# Task statement
Work through the records below and copy every line that includes "expression".

# Recorded information
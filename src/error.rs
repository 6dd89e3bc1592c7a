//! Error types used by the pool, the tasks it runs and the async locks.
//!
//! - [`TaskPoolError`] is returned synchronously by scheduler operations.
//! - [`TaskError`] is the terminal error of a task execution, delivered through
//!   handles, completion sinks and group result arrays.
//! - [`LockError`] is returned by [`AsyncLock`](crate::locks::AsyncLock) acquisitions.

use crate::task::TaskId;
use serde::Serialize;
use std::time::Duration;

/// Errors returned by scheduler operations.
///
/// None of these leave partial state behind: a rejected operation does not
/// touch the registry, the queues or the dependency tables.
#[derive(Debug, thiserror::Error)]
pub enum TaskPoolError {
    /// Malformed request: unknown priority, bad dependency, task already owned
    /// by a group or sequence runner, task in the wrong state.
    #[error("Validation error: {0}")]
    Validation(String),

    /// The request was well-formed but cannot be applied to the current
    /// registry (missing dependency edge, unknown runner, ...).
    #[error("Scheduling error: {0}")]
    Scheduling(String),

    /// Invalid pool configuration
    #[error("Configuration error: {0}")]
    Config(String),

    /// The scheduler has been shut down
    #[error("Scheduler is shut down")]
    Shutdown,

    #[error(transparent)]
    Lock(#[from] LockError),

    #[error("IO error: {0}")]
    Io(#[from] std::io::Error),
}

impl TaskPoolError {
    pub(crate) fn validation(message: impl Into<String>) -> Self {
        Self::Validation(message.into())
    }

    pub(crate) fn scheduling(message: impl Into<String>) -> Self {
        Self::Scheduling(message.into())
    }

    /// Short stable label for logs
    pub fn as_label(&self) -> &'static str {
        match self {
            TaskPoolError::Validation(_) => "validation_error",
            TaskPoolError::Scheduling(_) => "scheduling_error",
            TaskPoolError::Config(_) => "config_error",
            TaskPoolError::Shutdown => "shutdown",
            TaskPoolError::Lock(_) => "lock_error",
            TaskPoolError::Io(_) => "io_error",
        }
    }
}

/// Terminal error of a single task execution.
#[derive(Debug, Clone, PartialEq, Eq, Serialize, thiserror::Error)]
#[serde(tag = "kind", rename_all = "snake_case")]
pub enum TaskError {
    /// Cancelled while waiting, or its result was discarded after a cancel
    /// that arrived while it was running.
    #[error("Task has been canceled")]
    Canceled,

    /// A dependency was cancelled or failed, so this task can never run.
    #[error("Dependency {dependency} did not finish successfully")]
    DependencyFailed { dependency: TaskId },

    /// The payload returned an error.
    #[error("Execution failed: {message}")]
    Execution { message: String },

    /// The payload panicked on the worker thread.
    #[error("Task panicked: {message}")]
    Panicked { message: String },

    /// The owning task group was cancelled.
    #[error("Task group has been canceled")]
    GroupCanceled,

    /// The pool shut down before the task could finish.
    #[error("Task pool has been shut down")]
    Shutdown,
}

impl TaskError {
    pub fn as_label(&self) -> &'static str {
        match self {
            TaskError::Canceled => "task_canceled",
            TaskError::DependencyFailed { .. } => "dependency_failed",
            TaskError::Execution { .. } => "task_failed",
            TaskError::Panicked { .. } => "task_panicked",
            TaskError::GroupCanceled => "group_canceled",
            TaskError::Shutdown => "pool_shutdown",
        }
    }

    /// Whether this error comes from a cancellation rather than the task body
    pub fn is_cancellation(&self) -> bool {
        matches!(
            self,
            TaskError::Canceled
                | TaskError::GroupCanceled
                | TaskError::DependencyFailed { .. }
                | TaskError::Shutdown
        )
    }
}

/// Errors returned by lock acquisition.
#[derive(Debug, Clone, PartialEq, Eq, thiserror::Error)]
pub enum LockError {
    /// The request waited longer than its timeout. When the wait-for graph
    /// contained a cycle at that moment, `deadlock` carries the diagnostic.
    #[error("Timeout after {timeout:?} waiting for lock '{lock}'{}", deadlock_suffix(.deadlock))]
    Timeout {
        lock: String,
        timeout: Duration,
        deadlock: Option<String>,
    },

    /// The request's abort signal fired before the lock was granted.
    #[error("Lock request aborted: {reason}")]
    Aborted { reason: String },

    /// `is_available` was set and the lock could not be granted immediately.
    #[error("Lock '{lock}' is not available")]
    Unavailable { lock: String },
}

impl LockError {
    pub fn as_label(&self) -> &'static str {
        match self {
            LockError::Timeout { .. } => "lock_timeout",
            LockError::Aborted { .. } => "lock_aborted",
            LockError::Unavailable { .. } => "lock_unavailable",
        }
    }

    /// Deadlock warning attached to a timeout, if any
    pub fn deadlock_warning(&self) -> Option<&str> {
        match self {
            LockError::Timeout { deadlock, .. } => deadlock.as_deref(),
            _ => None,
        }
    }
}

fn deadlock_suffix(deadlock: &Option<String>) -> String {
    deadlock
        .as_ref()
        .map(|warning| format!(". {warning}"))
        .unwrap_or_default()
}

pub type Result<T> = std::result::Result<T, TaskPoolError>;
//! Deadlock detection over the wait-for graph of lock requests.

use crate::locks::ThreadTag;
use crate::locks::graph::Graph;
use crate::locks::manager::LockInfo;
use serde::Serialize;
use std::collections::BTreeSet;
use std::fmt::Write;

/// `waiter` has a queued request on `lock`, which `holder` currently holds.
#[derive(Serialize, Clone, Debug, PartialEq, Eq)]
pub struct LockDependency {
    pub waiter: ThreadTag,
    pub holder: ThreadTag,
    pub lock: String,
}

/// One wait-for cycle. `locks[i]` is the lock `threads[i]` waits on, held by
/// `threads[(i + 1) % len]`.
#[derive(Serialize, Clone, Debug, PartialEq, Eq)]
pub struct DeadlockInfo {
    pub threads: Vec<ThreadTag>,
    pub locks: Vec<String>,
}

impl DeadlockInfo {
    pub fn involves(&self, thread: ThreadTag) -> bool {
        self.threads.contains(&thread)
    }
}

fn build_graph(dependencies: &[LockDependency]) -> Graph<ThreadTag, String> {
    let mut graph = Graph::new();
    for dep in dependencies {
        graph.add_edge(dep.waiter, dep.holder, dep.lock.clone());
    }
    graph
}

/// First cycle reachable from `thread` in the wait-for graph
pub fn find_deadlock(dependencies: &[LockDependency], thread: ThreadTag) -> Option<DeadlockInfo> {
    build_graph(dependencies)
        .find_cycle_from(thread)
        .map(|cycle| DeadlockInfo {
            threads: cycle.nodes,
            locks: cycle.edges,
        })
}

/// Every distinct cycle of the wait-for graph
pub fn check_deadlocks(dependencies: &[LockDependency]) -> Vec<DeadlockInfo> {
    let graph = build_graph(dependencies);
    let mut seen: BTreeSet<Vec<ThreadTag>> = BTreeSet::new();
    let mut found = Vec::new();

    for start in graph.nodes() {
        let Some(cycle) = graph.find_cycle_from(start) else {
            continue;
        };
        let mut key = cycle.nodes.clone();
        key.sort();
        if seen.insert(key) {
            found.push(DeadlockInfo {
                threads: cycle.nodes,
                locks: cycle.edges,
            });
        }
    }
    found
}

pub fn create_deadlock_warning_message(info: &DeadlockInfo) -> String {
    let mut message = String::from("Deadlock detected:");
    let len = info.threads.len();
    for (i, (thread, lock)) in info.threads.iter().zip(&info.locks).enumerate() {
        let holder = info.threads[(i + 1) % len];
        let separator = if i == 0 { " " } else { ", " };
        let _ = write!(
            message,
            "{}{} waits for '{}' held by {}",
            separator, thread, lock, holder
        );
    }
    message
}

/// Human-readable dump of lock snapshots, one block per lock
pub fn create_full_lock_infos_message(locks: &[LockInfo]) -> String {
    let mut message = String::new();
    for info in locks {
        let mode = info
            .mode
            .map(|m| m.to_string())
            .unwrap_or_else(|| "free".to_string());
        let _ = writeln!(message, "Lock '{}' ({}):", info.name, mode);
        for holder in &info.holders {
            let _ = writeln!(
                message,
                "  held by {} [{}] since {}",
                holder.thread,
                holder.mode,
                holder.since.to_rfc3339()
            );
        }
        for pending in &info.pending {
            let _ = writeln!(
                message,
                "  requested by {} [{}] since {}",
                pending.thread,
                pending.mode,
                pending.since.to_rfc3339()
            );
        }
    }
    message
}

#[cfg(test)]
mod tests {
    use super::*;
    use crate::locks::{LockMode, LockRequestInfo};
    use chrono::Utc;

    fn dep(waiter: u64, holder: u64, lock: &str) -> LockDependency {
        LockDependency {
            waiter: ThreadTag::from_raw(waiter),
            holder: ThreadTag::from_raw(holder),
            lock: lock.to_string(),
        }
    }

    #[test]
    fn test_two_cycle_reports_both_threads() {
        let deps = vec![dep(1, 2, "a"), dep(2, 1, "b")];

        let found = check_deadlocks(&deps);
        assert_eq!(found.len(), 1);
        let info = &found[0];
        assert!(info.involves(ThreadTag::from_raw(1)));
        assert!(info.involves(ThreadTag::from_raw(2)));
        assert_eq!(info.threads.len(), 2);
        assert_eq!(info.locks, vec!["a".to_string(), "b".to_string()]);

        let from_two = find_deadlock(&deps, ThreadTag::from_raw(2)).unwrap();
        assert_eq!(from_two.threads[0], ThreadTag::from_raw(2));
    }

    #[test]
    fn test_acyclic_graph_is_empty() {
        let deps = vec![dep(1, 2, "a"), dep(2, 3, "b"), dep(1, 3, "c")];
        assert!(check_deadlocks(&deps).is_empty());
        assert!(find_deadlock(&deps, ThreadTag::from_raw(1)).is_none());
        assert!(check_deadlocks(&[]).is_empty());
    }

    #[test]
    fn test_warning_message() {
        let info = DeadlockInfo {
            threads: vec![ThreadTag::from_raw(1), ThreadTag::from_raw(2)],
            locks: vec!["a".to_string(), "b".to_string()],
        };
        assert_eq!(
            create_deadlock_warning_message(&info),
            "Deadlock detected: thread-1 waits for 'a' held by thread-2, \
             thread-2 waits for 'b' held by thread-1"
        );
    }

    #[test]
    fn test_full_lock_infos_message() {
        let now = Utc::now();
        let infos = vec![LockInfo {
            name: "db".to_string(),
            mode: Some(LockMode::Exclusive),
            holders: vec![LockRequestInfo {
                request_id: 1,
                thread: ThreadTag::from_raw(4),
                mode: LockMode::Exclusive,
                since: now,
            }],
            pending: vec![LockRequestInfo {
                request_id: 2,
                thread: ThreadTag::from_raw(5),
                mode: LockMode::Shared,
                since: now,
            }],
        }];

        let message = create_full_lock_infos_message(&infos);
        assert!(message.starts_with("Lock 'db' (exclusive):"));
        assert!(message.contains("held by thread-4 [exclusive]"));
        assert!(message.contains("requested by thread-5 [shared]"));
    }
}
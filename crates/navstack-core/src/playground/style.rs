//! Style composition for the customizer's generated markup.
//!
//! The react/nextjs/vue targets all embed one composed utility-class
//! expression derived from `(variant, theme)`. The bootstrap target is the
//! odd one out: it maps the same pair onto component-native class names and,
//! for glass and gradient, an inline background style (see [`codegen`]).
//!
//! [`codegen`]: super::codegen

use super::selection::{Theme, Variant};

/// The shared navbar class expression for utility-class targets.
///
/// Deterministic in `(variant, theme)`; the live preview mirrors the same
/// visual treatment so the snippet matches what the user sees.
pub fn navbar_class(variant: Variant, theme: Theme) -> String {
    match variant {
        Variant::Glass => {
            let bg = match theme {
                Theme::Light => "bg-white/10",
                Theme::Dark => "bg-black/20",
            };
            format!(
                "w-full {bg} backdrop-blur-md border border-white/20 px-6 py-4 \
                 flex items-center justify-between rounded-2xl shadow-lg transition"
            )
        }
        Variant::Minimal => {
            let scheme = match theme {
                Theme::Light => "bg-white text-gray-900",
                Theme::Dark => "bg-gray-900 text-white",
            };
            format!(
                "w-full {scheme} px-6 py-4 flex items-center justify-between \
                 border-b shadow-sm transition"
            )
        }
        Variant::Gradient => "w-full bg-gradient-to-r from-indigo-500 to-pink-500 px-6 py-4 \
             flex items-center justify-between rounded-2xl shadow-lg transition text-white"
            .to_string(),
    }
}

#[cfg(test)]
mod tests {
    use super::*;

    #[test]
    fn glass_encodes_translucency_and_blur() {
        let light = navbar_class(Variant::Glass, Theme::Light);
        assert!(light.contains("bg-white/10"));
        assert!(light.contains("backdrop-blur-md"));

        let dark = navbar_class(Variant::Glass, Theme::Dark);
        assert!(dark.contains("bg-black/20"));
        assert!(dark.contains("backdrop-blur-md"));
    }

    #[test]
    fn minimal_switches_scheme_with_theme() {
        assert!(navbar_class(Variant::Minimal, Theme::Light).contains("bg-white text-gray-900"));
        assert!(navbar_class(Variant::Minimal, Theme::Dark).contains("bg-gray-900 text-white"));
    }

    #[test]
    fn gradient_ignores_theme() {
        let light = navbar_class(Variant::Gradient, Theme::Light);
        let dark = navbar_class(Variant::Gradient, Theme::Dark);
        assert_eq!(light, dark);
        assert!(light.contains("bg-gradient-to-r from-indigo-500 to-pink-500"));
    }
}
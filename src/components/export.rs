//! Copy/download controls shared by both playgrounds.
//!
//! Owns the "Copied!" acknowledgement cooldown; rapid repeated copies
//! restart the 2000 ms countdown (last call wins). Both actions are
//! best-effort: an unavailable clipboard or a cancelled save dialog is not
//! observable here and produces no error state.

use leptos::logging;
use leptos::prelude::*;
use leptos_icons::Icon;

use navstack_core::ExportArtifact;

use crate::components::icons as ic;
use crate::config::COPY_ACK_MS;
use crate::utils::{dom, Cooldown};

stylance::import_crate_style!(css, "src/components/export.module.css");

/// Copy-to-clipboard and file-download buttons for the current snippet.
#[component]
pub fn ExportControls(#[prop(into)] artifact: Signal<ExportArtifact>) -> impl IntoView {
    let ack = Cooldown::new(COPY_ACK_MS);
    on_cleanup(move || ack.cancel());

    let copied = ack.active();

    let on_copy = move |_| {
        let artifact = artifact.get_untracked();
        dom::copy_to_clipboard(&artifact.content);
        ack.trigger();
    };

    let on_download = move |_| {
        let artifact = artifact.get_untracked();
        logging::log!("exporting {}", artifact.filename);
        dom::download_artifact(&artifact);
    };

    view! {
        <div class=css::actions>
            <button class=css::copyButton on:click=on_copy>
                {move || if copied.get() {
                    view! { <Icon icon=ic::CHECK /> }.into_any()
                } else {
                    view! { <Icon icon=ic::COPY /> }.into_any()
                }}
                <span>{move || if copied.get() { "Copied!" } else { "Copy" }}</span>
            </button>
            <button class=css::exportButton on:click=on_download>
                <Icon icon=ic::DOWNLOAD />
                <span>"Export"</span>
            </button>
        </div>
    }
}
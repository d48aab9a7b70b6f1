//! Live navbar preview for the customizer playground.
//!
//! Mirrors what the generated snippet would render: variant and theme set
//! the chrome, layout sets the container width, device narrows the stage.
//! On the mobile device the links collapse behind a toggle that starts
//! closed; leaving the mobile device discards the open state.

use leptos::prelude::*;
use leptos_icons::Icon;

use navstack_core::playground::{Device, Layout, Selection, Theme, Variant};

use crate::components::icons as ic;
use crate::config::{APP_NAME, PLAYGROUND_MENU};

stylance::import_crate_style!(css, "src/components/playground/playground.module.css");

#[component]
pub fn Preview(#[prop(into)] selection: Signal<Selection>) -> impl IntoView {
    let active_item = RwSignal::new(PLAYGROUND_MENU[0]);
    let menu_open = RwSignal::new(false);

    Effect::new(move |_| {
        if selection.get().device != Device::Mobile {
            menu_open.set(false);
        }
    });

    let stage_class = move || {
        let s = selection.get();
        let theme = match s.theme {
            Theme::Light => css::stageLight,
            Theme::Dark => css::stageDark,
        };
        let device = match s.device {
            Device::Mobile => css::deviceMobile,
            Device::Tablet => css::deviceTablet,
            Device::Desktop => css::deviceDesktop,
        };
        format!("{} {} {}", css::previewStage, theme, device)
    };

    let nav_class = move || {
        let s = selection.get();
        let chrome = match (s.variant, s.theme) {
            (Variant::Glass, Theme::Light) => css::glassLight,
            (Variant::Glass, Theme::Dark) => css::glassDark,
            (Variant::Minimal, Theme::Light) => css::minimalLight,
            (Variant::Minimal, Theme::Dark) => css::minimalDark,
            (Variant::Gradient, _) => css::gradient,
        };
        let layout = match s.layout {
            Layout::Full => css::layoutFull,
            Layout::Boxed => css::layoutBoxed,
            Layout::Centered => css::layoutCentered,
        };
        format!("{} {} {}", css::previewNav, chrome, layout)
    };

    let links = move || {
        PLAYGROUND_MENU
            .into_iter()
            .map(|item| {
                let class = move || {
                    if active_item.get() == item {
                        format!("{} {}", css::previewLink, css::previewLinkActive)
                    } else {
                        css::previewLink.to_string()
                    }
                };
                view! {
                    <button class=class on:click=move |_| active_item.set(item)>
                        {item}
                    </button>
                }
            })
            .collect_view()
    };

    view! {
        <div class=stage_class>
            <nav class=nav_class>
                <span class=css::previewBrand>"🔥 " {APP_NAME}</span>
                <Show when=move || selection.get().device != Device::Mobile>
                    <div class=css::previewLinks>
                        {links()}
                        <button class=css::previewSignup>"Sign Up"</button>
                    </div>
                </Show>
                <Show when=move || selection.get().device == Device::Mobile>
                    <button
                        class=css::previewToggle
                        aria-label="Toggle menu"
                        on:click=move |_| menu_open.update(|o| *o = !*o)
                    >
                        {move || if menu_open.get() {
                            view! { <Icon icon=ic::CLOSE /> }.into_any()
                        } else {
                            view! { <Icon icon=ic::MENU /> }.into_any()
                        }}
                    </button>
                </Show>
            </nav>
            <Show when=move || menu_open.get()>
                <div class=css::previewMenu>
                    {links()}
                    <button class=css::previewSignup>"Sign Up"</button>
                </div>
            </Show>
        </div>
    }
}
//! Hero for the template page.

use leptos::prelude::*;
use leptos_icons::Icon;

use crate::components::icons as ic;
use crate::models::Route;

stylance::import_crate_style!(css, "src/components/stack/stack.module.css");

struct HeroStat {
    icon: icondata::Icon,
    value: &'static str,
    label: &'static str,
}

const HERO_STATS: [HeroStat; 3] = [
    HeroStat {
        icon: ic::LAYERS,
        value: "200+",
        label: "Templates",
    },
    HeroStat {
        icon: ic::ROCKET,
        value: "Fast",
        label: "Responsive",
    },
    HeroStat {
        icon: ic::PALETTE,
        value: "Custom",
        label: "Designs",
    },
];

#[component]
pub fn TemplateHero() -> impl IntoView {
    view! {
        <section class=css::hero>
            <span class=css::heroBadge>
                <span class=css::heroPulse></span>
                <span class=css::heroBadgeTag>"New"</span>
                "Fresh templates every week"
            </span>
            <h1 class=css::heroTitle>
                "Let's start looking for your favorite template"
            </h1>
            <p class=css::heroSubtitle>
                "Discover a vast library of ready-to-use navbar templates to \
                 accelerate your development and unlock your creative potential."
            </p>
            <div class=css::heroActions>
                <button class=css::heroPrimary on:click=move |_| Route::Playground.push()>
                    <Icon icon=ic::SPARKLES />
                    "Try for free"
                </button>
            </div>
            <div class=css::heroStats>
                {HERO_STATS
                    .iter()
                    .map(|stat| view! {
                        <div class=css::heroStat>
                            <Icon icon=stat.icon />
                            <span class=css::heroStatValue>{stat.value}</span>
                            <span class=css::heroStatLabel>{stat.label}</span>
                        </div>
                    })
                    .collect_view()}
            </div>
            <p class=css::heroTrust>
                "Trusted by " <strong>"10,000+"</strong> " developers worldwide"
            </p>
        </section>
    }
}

# Exercise result
//! expression derived from `(variant, theme)`. The bootstrap target is the
/// The shared navbar class expression for utility-class targets.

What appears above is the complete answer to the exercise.